══ Recorded data
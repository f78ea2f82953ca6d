//! Singleton content repositories.
//!
//! Each table holds at most one row, enforced by a unique always-true
//! `singleton` column. `find_or_create` inserts the row if absent and is safe
//! under concurrent first requests: the losing insert hits the unique
//! constraint's DO NOTHING and the follow-up select sees the winner's row.

use chrono::{DateTime, Utc};
use showroom_core::models::{
    HomePageImages, HomeSlot, Localized, Social, SocialUpdate, Terms, TermsSection, WhatWeDo,
};
use showroom_core::AppError;
use sqlx::types::Json;
use sqlx::{PgPool, Postgres};
use uuid::Uuid;

const HOME_COLUMNS: &str =
    "id, what_we_do, brands, news, showroom, feedback, terms, updated_at";

/// Repository for the home page image slots.
#[derive(Clone)]
pub struct HomePageImagesRepository {
    pool: PgPool,
}

impl HomePageImagesRepository {
    pub fn new(pool: PgPool) -> Self {
        Self { pool }
    }

    #[tracing::instrument(skip(self), fields(db.table = "home_page_images", db.operation = "upsert"))]
    pub async fn find_or_create(&self) -> Result<HomePageImages, AppError> {
        sqlx::query("INSERT INTO home_page_images (singleton) VALUES (TRUE) ON CONFLICT (singleton) DO NOTHING")
            .execute(&self.pool)
            .await?;

        let query = format!("SELECT {} FROM home_page_images", HOME_COLUMNS);
        let row = sqlx::query_as::<Postgres, HomePageImages>(&query)
            .fetch_one(&self.pool)
            .await?;

        Ok(row)
    }

    /// Overwrite the given slots with new URLs; untouched slots keep their
    /// value. Returns the updated row.
    #[tracing::instrument(skip(self, slots), fields(db.table = "home_page_images", db.operation = "update"))]
    pub async fn set_slots(&self, slots: &[(HomeSlot, String)]) -> Result<HomePageImages, AppError> {
        // Row must exist before an UPDATE can hit it.
        self.find_or_create().await?;

        let mut assignments = vec!["updated_at = NOW()".to_string()];
        for (i, (slot, _)) in slots.iter().enumerate() {
            assignments.push(format!("{} = ${}", slot_column(*slot), i + 1));
        }

        let query = format!(
            "UPDATE home_page_images SET {} RETURNING {}",
            assignments.join(", "),
            HOME_COLUMNS
        );

        let mut q = sqlx::query_as::<Postgres, HomePageImages>(&query);
        for (_, url) in slots {
            q = q.bind(url);
        }

        let row = q.fetch_one(&self.pool).await?;
        Ok(row)
    }
}

fn slot_column(slot: HomeSlot) -> &'static str {
    match slot {
        HomeSlot::WhatWeDo => "what_we_do",
        HomeSlot::Brands => "brands",
        HomeSlot::News => "news",
        HomeSlot::Showroom => "showroom",
        HomeSlot::Feedback => "feedback",
        HomeSlot::Terms => "terms",
    }
}

const SOCIAL_COLUMNS: &str = "id, mobile, insta, tiktok, youtube, snapchat, location, \
     location_link, email, whatsapp, sales_numbers, updated_at";

/// Repository for the social/contact links singleton.
#[derive(Clone)]
pub struct SocialRepository {
    pool: PgPool,
}

impl SocialRepository {
    pub fn new(pool: PgPool) -> Self {
        Self { pool }
    }

    #[tracing::instrument(skip(self), fields(db.table = "social", db.operation = "upsert"))]
    pub async fn find_or_create(&self) -> Result<Social, AppError> {
        sqlx::query("INSERT INTO social (singleton) VALUES (TRUE) ON CONFLICT (singleton) DO NOTHING")
            .execute(&self.pool)
            .await?;

        let query = format!("SELECT {} FROM social", SOCIAL_COLUMNS);
        let row = sqlx::query_as::<Postgres, Social>(&query)
            .fetch_one(&self.pool)
            .await?;

        Ok(row)
    }

    /// Apply a partial update; `None` fields keep their current value.
    #[tracing::instrument(skip(self, update), fields(db.table = "social", db.operation = "update"))]
    pub async fn update(&self, update: &SocialUpdate) -> Result<Social, AppError> {
        self.find_or_create().await?;

        let query = format!(
            r#"
            UPDATE social SET
                mobile = COALESCE($1, mobile),
                insta = COALESCE($2, insta),
                tiktok = COALESCE($3, tiktok),
                youtube = COALESCE($4, youtube),
                snapchat = COALESCE($5, snapchat),
                location = COALESCE($6, location),
                location_link = COALESCE($7, location_link),
                email = COALESCE($8, email),
                whatsapp = COALESCE($9, whatsapp),
                sales_numbers = COALESCE($10, sales_numbers),
                updated_at = NOW()
            RETURNING {}
            "#,
            SOCIAL_COLUMNS
        );

        let row = sqlx::query_as::<Postgres, Social>(&query)
            .bind(&update.mobile)
            .bind(&update.insta)
            .bind(&update.tiktok)
            .bind(&update.youtube)
            .bind(&update.snapchat)
            .bind(&update.location)
            .bind(&update.location_link)
            .bind(&update.email)
            .bind(&update.whatsapp)
            .bind(&update.sales_numbers)
            .fetch_one(&self.pool)
            .await?;

        Ok(row)
    }
}

#[derive(sqlx::FromRow)]
struct TermsRow {
    id: Uuid,
    content: Json<Vec<TermsSection>>,
    updated_at: DateTime<Utc>,
}

impl From<TermsRow> for Terms {
    fn from(row: TermsRow) -> Self {
        Terms {
            id: row.id,
            content: row.content.0,
            updated_at: row.updated_at,
        }
    }
}

/// Repository for the terms and conditions singleton.
#[derive(Clone)]
pub struct TermsRepository {
    pool: PgPool,
}

impl TermsRepository {
    pub fn new(pool: PgPool) -> Self {
        Self { pool }
    }

    #[tracing::instrument(skip(self), fields(db.table = "terms", db.operation = "upsert"))]
    pub async fn find_or_create(&self) -> Result<Terms, AppError> {
        sqlx::query("INSERT INTO terms (singleton) VALUES (TRUE) ON CONFLICT (singleton) DO NOTHING")
            .execute(&self.pool)
            .await?;

        let row = sqlx::query_as::<Postgres, TermsRow>("SELECT id, content, updated_at FROM terms")
            .fetch_one(&self.pool)
            .await?;

        Ok(row.into())
    }

    /// Replace the section list wholesale; sections are stored sorted by
    /// their `order` field.
    #[tracing::instrument(skip(self, content), fields(db.table = "terms", db.operation = "update"))]
    pub async fn set_content(&self, mut content: Vec<TermsSection>) -> Result<Terms, AppError> {
        self.find_or_create().await?;
        content.sort_by_key(|s| s.order);

        let row = sqlx::query_as::<Postgres, TermsRow>(
            "UPDATE terms SET content = $1, updated_at = NOW() RETURNING id, content, updated_at",
        )
        .bind(Json(content))
        .fetch_one(&self.pool)
        .await?;

        Ok(row.into())
    }
}

#[derive(sqlx::FromRow)]
struct WhatWeDoRow {
    id: Uuid,
    content_en: String,
    content_ar: String,
    updated_at: DateTime<Utc>,
}

impl From<WhatWeDoRow> for WhatWeDo {
    fn from(row: WhatWeDoRow) -> Self {
        WhatWeDo {
            id: row.id,
            content: Localized {
                en: row.content_en,
                ar: row.content_ar,
            },
            updated_at: row.updated_at,
        }
    }
}

/// Repository for the "what we do" blurb singleton.
#[derive(Clone)]
pub struct WhatWeDoRepository {
    pool: PgPool,
}

impl WhatWeDoRepository {
    pub fn new(pool: PgPool) -> Self {
        Self { pool }
    }

    #[tracing::instrument(skip(self), fields(db.table = "what_we_do", db.operation = "upsert"))]
    pub async fn find_or_create(&self) -> Result<WhatWeDo, AppError> {
        sqlx::query("INSERT INTO what_we_do (singleton) VALUES (TRUE) ON CONFLICT (singleton) DO NOTHING")
            .execute(&self.pool)
            .await?;

        let row = sqlx::query_as::<Postgres, WhatWeDoRow>(
            "SELECT id, content_en, content_ar, updated_at FROM what_we_do",
        )
        .fetch_one(&self.pool)
        .await?;

        Ok(row.into())
    }

    #[tracing::instrument(skip(self, content), fields(db.table = "what_we_do", db.operation = "update"))]
    pub async fn set_content(&self, content: &Localized) -> Result<WhatWeDo, AppError> {
        self.find_or_create().await?;

        let row = sqlx::query_as::<Postgres, WhatWeDoRow>(
            "UPDATE what_we_do SET content_en = $1, content_ar = $2, updated_at = NOW() \
             RETURNING id, content_en, content_ar, updated_at",
        )
        .bind(&content.en)
        .bind(&content.ar)
        .fetch_one(&self.pool)
        .await?;

        Ok(row.into())
    }
}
════
Exercise aim:
Go through the entries above and count the lines containing the word "SocialRepository"; give only that count.

Answer box:
2